* [INPUT RECORDS]
+ + + + +

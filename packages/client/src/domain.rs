//! Domain logic for client-side operations.
//!
//! The session controller is a pure state machine: every inbound protocol
//! event goes through the single [`SessionController::apply_inbound`]
//! dispatch point and produces effects for the runner to execute. No IO
//! happens here, which keeps the transition rules easy to test.

#![allow(dead_code)]

use thiserror::Error;

use irori_server::infrastructure::dto::http::OnlineUserDto;
use irori_server::infrastructure::dto::websocket::ChatMessage;

/// One entry of the local chat log
#[derive(Debug, Clone, PartialEq, Eq)]
pub struct LogEntry {
    pub id: String,
    pub sender: String,
    pub text: String,
    pub timestamp: i64,
}

impl From<ChatMessage> for LogEntry {
    fn from(chat: ChatMessage) -> Self {
        Self {
            id: chat.id,
            sender: chat.sender,
            text: chat.text,
            timestamp: chat.timestamp,
        }
    }
}

/// Append-only message log, merged from two sources: locally-sent messages
/// (optimistic append) and messages relayed from other participants.
///
/// [`ChatLog::append`] is the single authoritative mutation; order is local
/// arrival order. The server never echoes a sender's own message back, so
/// no deduplication is needed.
#[derive(Debug, Default)]
pub struct ChatLog {
    entries: Vec<LogEntry>,
}

impl ChatLog {
    pub fn new() -> Self {
        Self {
            entries: Vec::new(),
        }
    }

    pub fn append(&mut self, entry: LogEntry) {
        self.entries.push(entry);
    }

    pub fn entries(&self) -> &[LogEntry] {
        &self.entries
    }

    pub fn len(&self) -> usize {
        self.entries.len()
    }

    pub fn is_empty(&self) -> bool {
        self.entries.is_empty()
    }
}

/// Session lifecycle phase
#[derive(Debug, Clone, Copy, PartialEq, Eq)]
pub enum SessionPhase {
    Disconnected,
    Connected,
    Identified,
}

/// Inbound events: one variant per protocol event, plus the two
/// transport-level events supplied by the channel itself
#[derive(Debug, Clone)]
pub enum InboundEvent {
    TransportConnected,
    RegistrationConfirmed,
    MembershipChanged,
    Chat(LogEntry),
    TransportLost,
}

/// Effects the runner executes on behalf of the controller
#[derive(Debug, Clone, PartialEq, Eq)]
pub enum SessionEffect {
    /// Send the identity claim for the local username
    SendIdentityClaim,
    /// Show that registration succeeded and message sending is unlocked
    RenderIdentified,
    /// Re-query the online-users snapshot and replace the roster
    RefreshPresence,
    /// Render a newly appended chat log entry
    RenderMessage(LogEntry),
    /// Render the disconnected notice
    RenderDisconnected,
}

/// Errors from local message submission
#[derive(Debug, Error, PartialEq, Eq)]
pub enum SubmitError {
    #[error("cannot send before registration is confirmed")]
    NotIdentified,

    #[error("message text must not be empty")]
    EmptyText,
}

/// Client session state machine.
///
/// `Disconnected → Connected → Identified`, with `Disconnected` reachable
/// from any phase on transport loss. Events that do not apply to the
/// current phase are ignored rather than acted on, so a duplicate
/// registration confirmation or an early chat message cannot corrupt the
/// session.
pub struct SessionController {
    phase: SessionPhase,
    username: String,
    chat_log: ChatLog,
    roster: Vec<OnlineUserDto>,
}

impl SessionController {
    pub fn new(username: String) -> Self {
        Self {
            phase: SessionPhase::Disconnected,
            username,
            chat_log: ChatLog::new(),
            roster: Vec::new(),
        }
    }

    pub fn phase(&self) -> SessionPhase {
        self.phase
    }

    pub fn username(&self) -> &str {
        &self.username
    }

    pub fn chat_log(&self) -> &ChatLog {
        &self.chat_log
    }

    pub fn roster(&self) -> &[OnlineUserDto] {
        &self.roster
    }

    /// Single dispatch point for inbound events
    pub fn apply_inbound(&mut self, event: InboundEvent) -> Vec<SessionEffect> {
        match (self.phase, event) {
            (SessionPhase::Disconnected, InboundEvent::TransportConnected) => {
                self.phase = SessionPhase::Connected;
                vec![SessionEffect::SendIdentityClaim]
            }
            (SessionPhase::Connected, InboundEvent::RegistrationConfirmed) => {
                self.phase = SessionPhase::Identified;
                vec![SessionEffect::RenderIdentified, SessionEffect::RefreshPresence]
            }
            (SessionPhase::Identified, InboundEvent::Chat(entry)) => {
                self.chat_log.append(entry.clone());
                vec![SessionEffect::RenderMessage(entry)]
            }
            (SessionPhase::Identified, InboundEvent::MembershipChanged) => {
                vec![SessionEffect::RefreshPresence]
            }
            (SessionPhase::Disconnected, InboundEvent::TransportLost) => vec![],
            (_, InboundEvent::TransportLost) => {
                // The chat log and roster are kept as-is: visible history
                // outlives the connection, at the cost of a stale panel.
                self.phase = SessionPhase::Disconnected;
                vec![SessionEffect::RenderDisconnected]
            }
            // Everything else does not apply to the current phase
            (_, _) => vec![],
        }
    }

    /// Local message submission, allowed only once identified.
    ///
    /// Appends to the chat log immediately (optimistic, before the network
    /// send) and returns the entry for the runner to emit. The append is
    /// not rolled back if the emit later fails.
    pub fn submit_message(
        &mut self,
        text: &str,
        id: String,
        timestamp: i64,
    ) -> Result<LogEntry, SubmitError> {
        if self.phase != SessionPhase::Identified {
            return Err(SubmitError::NotIdentified);
        }
        let text = text.trim();
        if text.is_empty() {
            return Err(SubmitError::EmptyText);
        }

        let entry = LogEntry {
            id,
            sender: self.username.clone(),
            text: text.to_string(),
            timestamp,
        };
        self.chat_log.append(entry.clone());
        Ok(entry)
    }

    /// Replace the roster with a fresh snapshot
    pub fn replace_roster(&mut self, users: Vec<OnlineUserDto>) {
        self.roster = users;
    }
}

+ + + + +

* [TO DO] Filter the entries above down to the lines containing the word "back".

* [PROBLEM SOLUTION]
/// arrival order. The server never echoes a sender's own message back, so
    /// not rolled back if the emit later fails.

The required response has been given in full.